The long leg - SF to Frankfurt - was on the world's largest passenger plane, the Airbus A-380. Very new and roomy in Business Class, we were on the upper deck entered via a separate ramp. We flew at 36,000 ft. at 600 mph and did the great circle arc across Hudson Bay and southern Greenland in less than 10 hours.
We booked the flight on United but flew it on Lufthansa, this often happens on trans-Atlantic flights. Lufthansa does a reasonable job of most things - food, cleanliness, on-time, etc. What they don't excel at is entertainment.
Lufthansa's "package" as aimed at a world-wide audience so it includes Bollywood films nobody likes much but Indians, Kung fu pix for Asians, weird stuff for Europeans - soccer, bicycle racing. A lot of their "stuff for Americans" is older - I watched Chitty, Chitty, Bang, Bang which I'd never seen and enjoyed it, but it dates back to the late 1960s.

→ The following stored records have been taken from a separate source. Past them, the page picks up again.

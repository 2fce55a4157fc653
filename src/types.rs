//! Core type aliases shared across the crate

/// 256-bit hash in display (big-endian) order
pub type Hash = [u8; 32];

/// 160-bit hash, the output of RIPEMD160(SHA256(x))
pub type Hash160 = [u8; 20];

/// Byte string type
pub type ByteString = Vec<u8>;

When United flies the route the entertainment package is optimized for Americans. Oddly that works for the rest of the world since they consume lots of Hollywood product. Candidly United spends more on their entertainment, and it shows.
The ship we are to board day after tomorrow is the Royal Princess, new this year and still experiencing "teething problems." During her last cruise she was several hours late leaving Mykonos because they could not raise the anchor. A few days later her electrical system went down enroute to Naples. Instead of bringing the pax to Barcelona, Princess put them ashore in Naples, sent them home with a full refund, and is sailing to Barcelona empty while they try to fix whatever is wrong.
We certainly hope we don't have similar (or worse) problems in mid-Atlantic later in October. Sailing into Naples is one thing, being w/o essential services in mid ocean is a whole other "adventure," one we'll happily do without. For those who've not been there, mid-Atlantic is one of the emptiest places on the planet. You can sail all day and not see another ship.